Search code examples
pythontokenizespacyprefix

Can I apply custom token rules to tokens split by prefixes in spaCy?


I customized a spaCy Tokenizer with additional rules and prefixes to treat w/ and f/ as with and for, respectively. The prefixes are correctly splitting them off, but the custom rules for lemmas and norms is not being applied in that case.

Here's an excerpt of the code.

def create_tokenizer(nlp):
    rules = dict(nlp.Defaults.tokenizer_exceptions)
    rules.update({
        'w/': [{ORTH: 'w/', LEMMA: 'with', NORM: 'with'}],
        'W/': [{ORTH: 'W/', LEMMA: 'with', NORM: 'with'}],
        'f/': [{ORTH: 'f/', LEMMA: 'for', NORM: 'for'}],
        'F/': [{ORTH: 'F/', LEMMA: 'for', NORM: 'for'}],
    })

    custom_prefixes = (
        r"[wW]/",
        r"[fF]/",
    )

    prefix_re = spacy.util.compile_prefix_regex(nlp.Defaults.prefixes + custom_prefixes)

    return Tokenizer(
        nlp.vocab,
        rules=rules,
        prefix_search=prefix_re.search,
    )

Here's the result.

>>> doc = nlp("This w/ that")
>>> doc[1]
w/
>>> doc[1].norm_
'with'
>>> doc = nlp("This w/that")
>>> doc[1]
w/
>>> doc[1].norm_
'w/'

In the case of This w/that, the w/ is getting split off, but it doesn't have the custom rules applied (i.e., the NORM is w/ instead of with).
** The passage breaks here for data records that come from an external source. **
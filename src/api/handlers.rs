//! HTTP request handlers for the attendance metrics API.
//!
//! This module contains the handler functions for all API endpoints.

use axum::{
    Json, Router,
    extract::{State, rejection::JsonRejection},
    http::{StatusCode, header},
    response::IntoResponse,
    routing::post,
};
use tracing::{info, warn};
use uuid::Uuid;

use crate::calculation::{aggregate_period, calculate_work_metrics};
use crate::models::Schedule;

use super::request::{AggregateRequest, MetricsRequest};
use super::response::{ApiError, ApiErrorResponse};
use super::state::AppState;

/// Creates the API router with all endpoints.
pub fn create_router(state: AppState) -> Router {
    Router::new()
        .route("/metrics", post(metrics_handler))
        .route("/aggregate", post(aggregate_handler))
        .with_state(state)
}

/// Maps a JSON extraction rejection to an API error body.
fn json_rejection_error(correlation_id: Uuid, rejection: JsonRejection) -> ApiError {
    match rejection {
        JsonRejection::JsonDataError(err) => {
            // Get the body text which contains the detailed error from serde
            let body_text = err.body_text();
            warn!(
                correlation_id = %correlation_id,
                error = %body_text,
                "JSON data error"
            );
            if body_text.contains("missing field") {
                ApiError::validation_error(body_text)
            } else {
                ApiError::malformed_json(body_text)
            }
        }
        JsonRejection::JsonSyntaxError(err) => {
            warn!(
                correlation_id = %correlation_id,
                error = %err,
                "JSON syntax error"
            );
            ApiError::malformed_json(format!("Invalid JSON syntax: {}", err))
        }
        JsonRejection::MissingJsonContentType(_) => ApiError::new(
            "MISSING_CONTENT_TYPE",
            "Content-Type must be application/json",
        ),
        _ => ApiError::malformed_json("Failed to parse request body"),
    }
}

/// Handler for POST /metrics.
///
/// Computes the per-punch metrics record for a closed punch. Invoked by the
/// punch-out handler when a punch completes and by the admin-edit handler
/// after a timestamp correction.
async fn metrics_handler(
    State(state): State<AppState>,
    payload: Result<Json<MetricsRequest>, JsonRejection>,
) -> impl IntoResponse {
    // Generate correlation ID for request tracking
    let correlation_id = Uuid::new_v4();
    info!(correlation_id = %correlation_id, "Processing metrics request");

    let request = match payload {
        Ok(Json(req)) => req,
        Err(rejection) => {
            let error = json_rejection_error(correlation_id, rejection);
            return (
                StatusCode::BAD_REQUEST,
                [(header::CONTENT_TYPE, "application/json")],
                Json(error),
            )
                .into_response();
        }
    };

    // Resolve the schedule: the request's own, or the configured default.
    let schedule = match request.schedule {
        Some(req) => match Schedule::try_from(req) {
            Ok(schedule) => schedule,
            Err(err) => {
                warn!(
                    correlation_id = %correlation_id,
                    error = %err,
                    "Invalid schedule in request"
                );
                let api_error: ApiErrorResponse = err.into();
                return api_error.into_response();
            }
        },
        None => state.default_schedule(),
    };

    match calculate_work_metrics(request.punch_in, request.punch_out, &schedule) {
        Ok(metrics) => {
            info!(
                correlation_id = %correlation_id,
                total_worked_minutes = metrics.total_worked.total_minutes,
                night_differential_minutes = metrics.night_differential.total_minutes,
                late_minutes = metrics.late.total_minutes,
                "Metrics calculation completed"
            );
            (
                StatusCode::OK,
                [(header::CONTENT_TYPE, "application/json")],
                Json(metrics),
            )
                .into_response()
        }
        Err(err) => {
            warn!(
                correlation_id = %correlation_id,
                error = %err,
                "Metrics calculation failed"
            );
            let api_error: ApiErrorResponse = err.into();
            api_error.into_response()
        }
    }
}

/// Handler for POST /aggregate.
///
/// Reduces a collection of metrics-shaped records into a period aggregate.
/// Serves both daily aggregation over punches and weekly aggregation over
/// daily summaries.
async fn aggregate_handler(
    payload: Result<Json<AggregateRequest>, JsonRejection>,
) -> impl IntoResponse {
    let correlation_id = Uuid::new_v4();
    info!(correlation_id = %correlation_id, "Processing aggregate request");

    let request = match payload {
        Ok(Json(req)) => req,
        Err(rejection) => {
            let error = json_rejection_error(correlation_id, rejection);
            return (
                StatusCode::BAD_REQUEST,
                [(header::CONTENT_TYPE, "application/json")],
                Json(error),
            )
                .into_response();
        }
    };

    let aggregate = aggregate_period(&request.records);
    info!(
        correlation_id = %correlation_id,
        punch_count = aggregate.punch_count,
        total_worked_minutes = aggregate.total_worked.total_minutes,
        "Aggregation completed"
    );

    (
        StatusCode::OK,
        [(header::CONTENT_TYPE, "application/json")],
        Json(aggregate),
    )
        .into_response()
}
What do I need to do to have custom rules applied to tokens split off by prefixes/infixes/suffixes?


Solution

  • Unfortunately there's no way to have prefixes and suffixes also analyzed as exceptions in spacy v2. Tokenizer exceptions will be handled more generally in the upcoming spacy v3 release in order to support cases like this, but I don't know when the release might be at this point.

    I think the best you can do in spacy v2 is to have a quick postprocessing component that assigns the lemmas/norms to the individual tokens if they match the orth pattern.